Without a primary or caucus to tally, there's been fewer updates of the state of the race by the numbers. Here's a few highlights of where the numbers stand now. It might help erase the bad taste from last night's debacle by ABC.
- As of today, there are less than 250 regular superdelegates left to endorse (249 to be exact)
Per DemConWatch, there are only 316 superdelegates left to endorse. However, 67 of those are add-on superdelegates whose vote can be predicted by the state they come from. Only 249 are superdelegates that are actual people who are "free" to choose their endorsement already. Add-ons are usually selected with their endorsement known.
- Obama winning endorsements of 88% of his add-on superdelegates, Clinton only winning 25%.
Of the 12 add-ons already selected, 9 have endorsed someone. If add-ons go with their state, Obama should have won 8 and Clinton 4 so far. Obama has won 8, although he stole one from Clinton (OK) and 1 from Missouri has not endorsed yet. Clinton only has 1 (AK); she lost the OK add-on and the 2 from Tennessee are still undeclared. Therefore he's 7 for 8 (88%) with a bonus and she's 1 for 4 (25%). The remaining unselected add-ons can be predicted to go 36-31 Obama. This does not bode well for Clinton, since the analyses below assume she wins her state add-ons.

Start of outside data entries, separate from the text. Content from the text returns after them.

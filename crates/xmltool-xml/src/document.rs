//! XML documents: serialization and parsing.

use std::io::Write;

use quick_xml::events::{BytesDecl, BytesEnd, BytesStart, BytesText, Event};
use quick_xml::{Reader, Writer};

use crate::{Element, Error, Result};

/// An XML document with a single root element.
#[derive(Debug, Clone, PartialEq, Eq)]
pub struct Document {
    root: Element,
}

impl Document {
    /// Create a document from its root element.
    pub fn new(root: Element) -> Self {
        Self { root }
    }

    /// Get the root element.
    pub fn root(&self) -> &Element {
        &self.root
    }

    /// Convert to an XML string.
    ///
    /// With `pretty` the output is indented by two spaces per level.
    pub fn to_xml_string(&self, pretty: bool) -> Result<String> {
        let mut output = Vec::new();
        self.write_xml(&mut output, pretty)?;
        Ok(String::from_utf8(output)?)
    }

    /// Write XML to a writer.
    pub fn write_xml<W: Write>(&self, writer: W, pretty: bool) -> Result<()> {
        let mut xml_writer = if pretty {
            Writer::new_with_indent(writer, b' ', 2)
        } else {
            Writer::new(writer)
        };

        xml_writer
            .write_event(Event::Decl(BytesDecl::new("1.0", Some("utf-8"), None)))
            .map_err(|e| Error::Xml(e.to_string()))?;

        write_element(&mut xml_writer, &self.root)?;

        if pretty {
            xml_writer.get_mut().write_all(b"\n")?;
        }

        Ok(())
    }

    /// Parse an XML string into a document.
    ///
    /// Whitespace-only text is dropped; comments, processing instructions and
    /// the declaration are ignored.
    pub fn parse(xml: &str) -> Result<Self> {
        let mut reader = Reader::from_str(xml);
        reader.config_mut().trim_text(true);

        let mut stack: Vec<Element> = Vec::new();
        let mut root: Option<Element> = None;

        loop {
            match reader.read_event() {
                Ok(Event::Start(e)) => {
                    stack.push(start_element(&e)?);
                }
                Ok(Event::Empty(e)) => {
                    let element = start_element(&e)?;
                    attach(&mut stack, &mut root, element);
                }
                Ok(Event::End(_)) => {
                    if let Some(element) = stack.pop() {
                        attach(&mut stack, &mut root, element);
                    }
                }
                Ok(Event::Text(e)) => {
                    if let Some(element) = stack.last_mut() {
                        let text = e.unescape().map_err(|e| Error::Xml(e.to_string()))?;
                        element.text.push_str(&text);
                    }
                }
                Ok(Event::CData(e)) => {
                    if let Some(element) = stack.last_mut() {
                        element.text.push_str(&String::from_utf8_lossy(&e.into_inner()));
                    }
                }
                Ok(Event::Eof) => break,
                Ok(_) => {}
                Err(e) => return Err(Error::Xml(format!("XML parse error: {}", e))),
            }
        }

        root.map(Self::new).ok_or(Error::NoRoot)
    }

    /// Parse XML bytes into a document.
    pub fn parse_bytes(xml: &[u8]) -> Result<Self> {
        let xml = String::from_utf8(xml.to_vec())?;
        Self::parse(&xml)
    }
}

fn start_element(e: &BytesStart<'_>) -> Result<Element> {
    let name = String::from_utf8_lossy(e.name().as_ref()).into_owned();
    let mut element = Element::new(name);

    for attr in e.attributes() {
        let attr = attr.map_err(|e| Error::Xml(e.to_string()))?;
        let key = String::from_utf8_lossy(attr.key.as_ref()).into_owned();
        let value = attr.unescape_value().map_err(|e| Error::Xml(e.to_string()))?;
        element.attributes.push((key, value.into_owned()));
    }

    Ok(element)
}

fn attach(stack: &mut [Element], root: &mut Option<Element>, element: Element) {
    match stack.last_mut() {
        Some(parent) => parent.children.push(element),
        None => *root = Some(element),
    }
}

/// Write a single element and its children.
fn write_element<W: Write>(writer: &mut Writer<W>, element: &Element) -> Result<()> {
    let mut start = BytesStart::new(element.name.as_str());
    for (key, value) in &element.attributes {
        start.push_attribute((key.as_str(), value.as_str()));
    }

    if element.is_empty() {
        return writer
            .write_event(Event::Empty(start))
            .map_err(|e| Error::Xml(e.to_string()));
    }

    writer
        .write_event(Event::Start(start))
        .map_err(|e| Error::Xml(e.to_string()))?;

    if !element.text.is_empty() {
        writer
            .write_event(Event::Text(BytesText::new(&element.text)))
            .map_err(|e| Error::Xml(e.to_string()))?;
    }

    for child in &element.children {
        write_element(writer, child)?;
    }

    writer
        .write_event(Event::End(BytesEnd::new(element.name.as_str())))
        .map_err(|e| Error::Xml(e.to_string()))
}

- With projected pledged delegate distributions all the way to June 3, Obama needs 61 of the remaining 249 "free" supers to reach 2024. That is only 24%.
If you look at Obama's spreadsheet, it projects they will split the remaining pledged delegates 282-282 (weird perfect coincidence). The current pledged count I used is 1418-1251. The add-ons can be projected by state winners. The add-ons from future contests can be roughly predicted as Obama gets NC, IN, OR, MT, SD and Clinton gets PA, WV, KY, PR. You can argue a few delegates here or there going another way, but there's not likely to be a 50 delegate swing one way or the other. I'd estimate the 75% confidence interval to be +- 20 delegates (just a guess of course).
61 endorsements seemes trivially easy for him.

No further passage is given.